Similar to the open source work of .net, we should deal with these problems earlier, rather than always postpone the problem. This is something to be done sooner or later, why not now.

Maybe it's time for CLR-Langs to become mature. Let C# become a multi-paradigm, multi-purpose scene, more low-level affinity language.

GeroL commented 2 years ago

Just wanted to mention that the MOSA-Project has one but I guess that would not work because the internals are too different. But it shows that it is possible in the end and also gives good results.

MOSA is an open source software project that natively executes .NET applications within a virtual hypervisor or on bare metal hardware!

The MOSA project consists of:

- Compiler - a high quality, multithreaded, cross-platform, optimizing .NET compiler
- Kernel - a small, micro-kernel operating system
- Device Drivers Framework - a modular, device drivers framework and device drivers
- Debugger - QEMU-based debugger
colejohnson66 commented 2 years ago

.NET 6 was released back in November, and added AOT compilation. I wonder if it'd be possible to have an AOT extension of sorts that would convert P/Invoke calls into native C calls. Then, the C# runtime could use calls to malloc instead of new.

am11 commented 2 years ago

@colejohnson66, currently there is a broader issue with inlining of {reverse} P/invoke calls in JIT: https://github.com/dotnet/runtime/issues/54107; the codegen is suboptimal around those edge for all modes (jit, aot, r2r). It is best to use them sparingly and avoid them in hot paths (especially the reverse p/invoke; methods marked with [UnmanagedCallersOnly]).

colejohnson66 commented 2 years ago

@am11 Well, we wouldn't be able to GC as we'd be the runtime. Hence, my suggestion of P/Invoke for (T*)malloc(...) and free(obj). Then the AOT code generator would see a P/Invoke to malloc and inline the invocation to a C-style call.

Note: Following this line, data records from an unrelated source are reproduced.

//! Error types for the container.

use std::fmt;
use std::sync::Arc;

use crate::key::InjectionKey;

/// Container errors
///
/// Every registration and resolution failure surfaces synchronously to the
/// caller as one of these variants. None of them are retried internally.
///
/// # Examples
///
/// ```rust
/// use flex_inject::{Container, DiError, InjectionKey, Resolver};
///
/// trait Sample: Send + Sync {}
///
/// let container = Container::new();
/// match container.resolve::<dyn Sample>() {
///     Err(DiError::UnregisteredService(key)) => {
///         assert_eq!(key, InjectionKey::of::<dyn Sample>());
///     }
///     _ => unreachable!(),
/// }
/// ```
///
/// ```rust
/// use flex_inject::DiError;
///
/// let circular = DiError::CircularDependency(vec!["ServiceA", "ServiceB", "ServiceA"]);
/// assert_eq!(circular.to_string(), "Circular dependency detected: ServiceA -> ServiceB -> ServiceA");
/// ```
#[derive(Debug, Clone)]
pub enum DiError {
    /// A registration with the same type, name and tag already exists
    AlreadyRegistered(InjectionKey),
    /// The implementation cannot be bound to (or downcast as) the service type
    TypeMismatch {
        service: &'static str,
        implementation: &'static str,
    },
    /// No registration and no policy produced the requested key
    UnregisteredService(InjectionKey),
    /// The requested type is already being resolved on this call chain (includes path)
    CircularDependency(Vec<&'static str>),
    /// A scoped service was requested with no scope open
    NoActiveScope(&'static str),
    /// The implementation declares no constructor
    NoPublicConstructor(&'static str),
    /// Constructor, member setter or factory failed
    ConstructionFailed {
        implementation: &'static str,
        source: Arc<dyn std::error::Error + Send + Sync>,
    },
    /// A singleton instance registration was given no instance
    NullSingletonInstance(&'static str),
}

impl DiError {
    /// Wraps an arbitrary cause as a [`DiError::ConstructionFailed`].
    ///
    /// Factories use this to report their own failures.
    pub fn construction_failed<E>(implementation: &'static str, source: E) -> Self
    where
        E: Into<Box<dyn std::error::Error + Send + Sync>>,
    {
        DiError::ConstructionFailed {
            implementation,
            source: Arc::from(source.into()),
        }
    }
}

impl fmt::Display for DiError {
    fn fmt(&self, f: &mut fmt::Formatter<'_>) -> fmt::Result {
        match self {
            DiError::AlreadyRegistered(key) => write!(f, "Type {} is already registered", key),
            DiError::TypeMismatch { service, implementation } => {
                write!(f, "Type {} does not implement {}", implementation, service)
            }
            DiError::UnregisteredService(key) => write!(f, "Type {} is not registered", key),
            DiError::CircularDependency(path) => {
                write!(f, "Circular dependency detected: {}", path.join(" -> "))
            }
            DiError::NoActiveScope(name) => write!(
                f,
                "Attempted to resolve scoped service {} without an active scope",
                name
            ),
            DiError::NoPublicConstructor(name) => write!(f, "No public constructors found for {}", name),
            DiError::ConstructionFailed { implementation, source } => {
                write!(f, "Failed to create an instance of {}: {}", implementation, source)
            }
            DiError::NullSingletonInstance(name) => {
                write!(f, "Singleton instance for {} was not supplied", name)
            }
        }
    }
}

impl std::error::Error for DiError {
    fn source(&self) -> Option<&(dyn std::error::Error + 'static)> {
        match self {
            DiError::ConstructionFailed { source, .. } => Some(source.as_ref()),
            _ => None,
        }
    }
}

/// Result type for container operations
///
/// A convenience alias for `Result<T, DiError>` used throughout flex-inject.
///
/// # Examples
///
/// ```rust
/// use flex_inject::{DiResult, DiError};
///
/// fn failing_operation() -> DiResult<()> {
///     Err(DiError::NoPublicConstructor("app::Widget"))
/// }
///
/// assert!(failing_operation().is_err());
/// ```
pub type DiResult<T> = Result<T, DiError>;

colejohnson66 commented 2 years ago

@am11 Obviously parts of the runtime are included. I'm wondering if it'd be possible to have an AOT compiler that wouldn't bundle the runtime, just startup code. More simply, is it even possible to write a C# application that requires no runtime (like Rust with nostd)?

jkotas commented 2 years ago

Currently, (I think) all optimizations are JIT disabled for P/Invokes.

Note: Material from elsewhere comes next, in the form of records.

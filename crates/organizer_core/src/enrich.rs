use std::collections::BTreeMap;

use serde::Serialize;

use crate::tags::{deduplicate_tags, tags_for_podcast, DEFAULT_TOTAL_TAGS};
use crate::PodcastRecord;

/// Maximum number of locally synthesized tags per podcast.
pub const FALLBACK_MAX_TAGS: usize = DEFAULT_TOTAL_TAGS;

/// Pass 1 result: category label to the indices assigned to it.
///
/// Labels iterate in sorted order, which makes repeated assignments of the same
/// index deterministic (the last label wins).
#[derive(Debug, Clone, PartialEq, Eq, Default, Serialize)]
pub struct Categorization {
    pub categories: BTreeMap<String, Vec<usize>>,
}

/// Pass 2 result, merged across batches and keyed by index into the
/// resolvable records.
#[derive(Debug, Clone, PartialEq, Eq, Default)]
pub struct TagBatch {
    pub tags: BTreeMap<usize, Vec<String>>,
    pub descriptions: BTreeMap<usize, String>,
    /// Batches whose request or response failed and were skipped.
    pub failed_batches: usize,
}

impl TagBatch {
    pub fn merge(&mut self, other: TagBatch) {
        self.tags.extend(other.tags);
        self.descriptions.extend(other.descriptions);
        self.failed_batches += other.failed_batches;
    }
}

/// Where a record's tags came from.
#[derive(Debug, Clone, Copy, PartialEq, Eq)]
pub enum TagSource {
    Oracle,
    Fallback,
    None,
}

#[derive(Debug, Clone, Copy, PartialEq, Eq, Default, Serialize)]
pub struct TagCoverage {
    pub oracle: usize,
    pub fallback: usize,
    pub untagged: usize,
    pub enhanced_descriptions: usize,
}

/// Split records into (resolvable, unresolved), preserving relative order.
pub fn partition_resolvable(
    records: Vec<PodcastRecord>,
) -> (Vec<PodcastRecord>, Vec<PodcastRecord>) {
    records.into_iter().partition(PodcastRecord::is_resolvable)
}

/// Assign categories from pass 1. Out-of-range indices are ignored.
///
/// Returns the number of records that ended up with a category.
pub fn apply_categorization(records: &mut [PodcastRecord], categorization: &Categorization) -> usize {
    for (label, indices) in &categorization.categories {
        for &index in indices {
            if let Some(record) = records.get_mut(index) {
                record.category = Some(label.clone());
            }
        }
    }
    records.iter().filter(|r| r.category.is_some()).count()
}

/// Choose tags for one record: the oracle's list when it is non-empty,
/// otherwise synthesized tags if the record has a category.
pub fn resolve_tags(record: &PodcastRecord, oracle_tags: Option<&[String]>) -> (Vec<String>, TagSource) {
    if let Some(tags) = oracle_tags.filter(|tags| !tags.is_empty()) {
        let tags = deduplicate_tags(tags);
        if !tags.is_empty() {
            return (tags, TagSource::Oracle);
        }
    }

    match record.category.as_deref() {
        Some(category) => {
            let synthesized = tags_for_podcast(category, record.display_title(), FALLBACK_MAX_TAGS);
            let tags = deduplicate_tags(&synthesized);
            if tags.is_empty() {
                (tags, TagSource::None)
            } else {
                (tags, TagSource::Fallback)
            }
        }
        None => (Vec::new(), TagSource::None),
    }
}

/// Apply pass 2 to every record, falling back per record.
pub fn apply_tag_batch(records: &mut [PodcastRecord], batch: &TagBatch) -> TagCoverage {
    let mut coverage = TagCoverage::default();

    for (index, record) in records.iter_mut().enumerate() {
        let (tags, source) = resolve_tags(record, batch.tags.get(&index).map(Vec::as_slice));
        record.tags = tags;
        match source {
            TagSource::Oracle => coverage.oracle += 1,
            TagSource::Fallback => coverage.fallback += 1,
            TagSource::None => coverage.untagged += 1,
        }

        if let Some(description) = batch.descriptions.get(&index) {
            let description = description.trim();
            if !description.is_empty() {
                record.enhanced_description = Some(description.to_string());
                coverage.enhanced_descriptions += 1;
            }
        }
    }

    coverage
}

That's not correct. P/Invokes are optimized just like any other calls. The only difference is that P/Invokes have an extra "PInvoke transition" code around the call. This transition is by design and cannot be optimized out.

We have a few issues tracking potential optimizations of these transitions, like https://github.com/dotnet/runtime/issues/54107 that would kick in when there are multiple PInvokes next to each other. The situations when optimizations like this would kick in are likely to be rare and won't move the needle much.

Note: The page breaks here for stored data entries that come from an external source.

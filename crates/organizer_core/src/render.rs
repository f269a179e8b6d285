use std::collections::BTreeMap;

use crate::{classify_failure, FailureClass, PodcastRecord};

/// Section heading for resolvable podcasts that pass 1 did not assign.
pub const UNCATEGORIZED: &str = "Uncategorized";

/// Document for a run without enrichment: successes in input order, then failures.
pub fn render_basic_markdown(records: &[PodcastRecord]) -> String {
    let (successful, failed): (Vec<&PodcastRecord>, Vec<&PodcastRecord>) =
        records.iter().partition(|r| r.is_resolvable());

    let mut doc = String::new();
    doc.push_str("# My Podcasts\n\n");
    doc.push_str(&format!("Total podcasts: {}\n\n", records.len()));
    doc.push_str(&format!("Successfully fetched: {}\n\n", successful.len()));
    doc.push_str(&format!("Failed: {}\n\n", failed.len()));

    if !successful.is_empty() {
        doc.push_str("## Podcasts\n\n");
        for record in &successful {
            push_podcast(&mut doc, record, false);
        }
    }

    if !failed.is_empty() {
        doc.push_str("## Failed to Fetch\n\n");
        doc.push_str("The following podcasts could not be fetched:\n\n");
        for record in &failed {
            push_failure(&mut doc, record);
        }
    }

    doc
}

/// Document grouped by category, with failures split by whether the feed is gone.
pub fn render_enriched_markdown(records: &[PodcastRecord]) -> String {
    let mut groups: BTreeMap<&str, Vec<&PodcastRecord>> = BTreeMap::new();
    let mut uncategorized = Vec::new();
    let mut gone = Vec::new();
    let mut erroring = Vec::new();

    for record in records {
        match (record.fetch_error(), record.category.as_deref()) {
            (Some(failure), _) => match classify_failure(failure) {
                FailureClass::FeedGone => gone.push(record),
                FailureClass::Transient => erroring.push(record),
            },
            (None, Some(category)) => groups.entry(category).or_default().push(record),
            (None, None) => uncategorized.push(record),
        }
    }

    for podcasts in groups.values_mut() {
        podcasts.sort_by_key(|r| r.display_title().to_lowercase());
    }
    uncategorized.sort_by_key(|r| r.display_title().to_lowercase());

    let failed_total = gone.len() + erroring.len();
    let mut doc = String::new();
    doc.push_str("# My Podcasts\n\n");
    doc.push_str(&format!("Total podcasts: {}\n\n", records.len()));
    doc.push_str(&format!("Categories: {}\n\n", groups.len()));
    doc.push_str(&format!("Failed to fetch: {failed_total}\n\n"));

    let mut contents: Vec<(&str, usize)> = groups
        .iter()
        .map(|(label, podcasts)| (*label, podcasts.len()))
        .collect();
    if !uncategorized.is_empty() {
        contents.push((UNCATEGORIZED, uncategorized.len()));
    }
    if !contents.is_empty() {
        doc.push_str("## Contents\n\n");
        for (label, count) in &contents {
            doc.push_str(&format!("- [{label}](#{}) ({count})\n", anchor(label)));
        }
        doc.push('\n');
    }

    for (label, podcasts) in &groups {
        doc.push_str(&format!("## {label}\n\n"));
        for record in podcasts {
            push_podcast(&mut doc, record, true);
        }
    }

    if !uncategorized.is_empty() {
        doc.push_str(&format!("## {UNCATEGORIZED}\n\n"));
        for record in &uncategorized {
            push_podcast(&mut doc, record, true);
        }
    }

    if !gone.is_empty() {
        doc.push_str("## Unavailable Feeds\n\n");
        doc.push_str("These feeds appear to be permanently gone:\n\n");
        for record in &gone {
            push_failure(&mut doc, record);
        }
    }

    if !erroring.is_empty() {
        doc.push_str("## Feeds With Errors\n\n");
        doc.push_str("These feeds could not be read this time and may work on a later run:\n\n");
        for record in &erroring {
            push_failure(&mut doc, record);
        }
    }

    doc
}

fn push_podcast(doc: &mut String, record: &PodcastRecord, enriched: bool) {
    doc.push_str(&format!("### {}\n\n", record.display_title()));

    if enriched && !record.tags.is_empty() {
        let hashtags: Vec<String> = record.tags.iter().map(|t| format!("#{t}")).collect();
        doc.push_str(&format!("{}\n\n", hashtags.join(" ")));
    }
    if let Some(link) = record.link() {
        doc.push_str(&format!("**Link:** {link}\n\n"));
    }
    doc.push_str(&format!("**RSS Feed:** {}\n\n", record.feed_url));

    let description = if enriched {
        record.final_description()
    } else {
        record.raw_description()
    };
    if let Some(description) = description {
        doc.push_str(&format!("**Description:** {description}\n\n"));
    }
    if let Some(image) = record.image_url() {
        doc.push_str(&format!("**Image:** {image}\n\n"));
    }
}

fn push_failure(doc: &mut String, record: &PodcastRecord) {
    let reason = record
        .fetch_error()
        .map(ToString::to_string)
        .unwrap_or_else(|| "Unknown error".to_string());
    doc.push_str(&format!("- **{}**\n", record.original_title));
    doc.push_str(&format!("  - URL: {}\n", record.feed_url));
    doc.push_str(&format!("  - Error: {reason}\n\n"));
}

/// GitHub-style heading anchor.
fn anchor(heading: &str) -> String {
    heading
        .to_lowercase()
        .chars()
        .filter_map(|c| match c {
            ' ' => Some('-'),
            c if c.is_alphanumeric() || c == '-' || c == '_' => Some(c),
            _ => None,
        })
        .collect()
}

tannergooding commented 2 years ago

The situations when optimizations like this would kick in are likely to be rare and won't move the needle much.

I think this is a bit dependent. While direct back-to-back P/Invokes are somewhat rare, there are many scenarios where there are back to back P/Invokes with only minimal checking or error handling around them. Even in WinForms/WPF and especially with the move away from the built-in marshaller there exists a lot of code in the form of the following or where there are other minimal checks or non GC interacting logic:

ThrowIfFailed(SomePInvoke1());
ThrowIfFailed(SomePInvoke2());

Today these can only be minified by creating your own C library that wraps the logic and invoking into that. However, creating your own C library comes with many complexities and issues; as does compiling it, shipping it, dealing with scenarios the code can't be as "ideal" as what the JIT generates, etc. So ideally the JIT could be a bit smarter here and avoid the transitions when only blittable logic and handling is used. Things like new, fixed, and other code that interacts with the GC would prevent this but if you're just checking a result and throwing in the cold path, it wouldn't be unreasonable for the JIT to elide the transition between PInvoke1 and PInvoke2 and for the cold path to have a transition "back" in the exceptional failure case. There are alternatives here as well, such as having a way for devs to write an UnmanagedCallersOnly function which is "purely unmanaged" and avoids the transition back.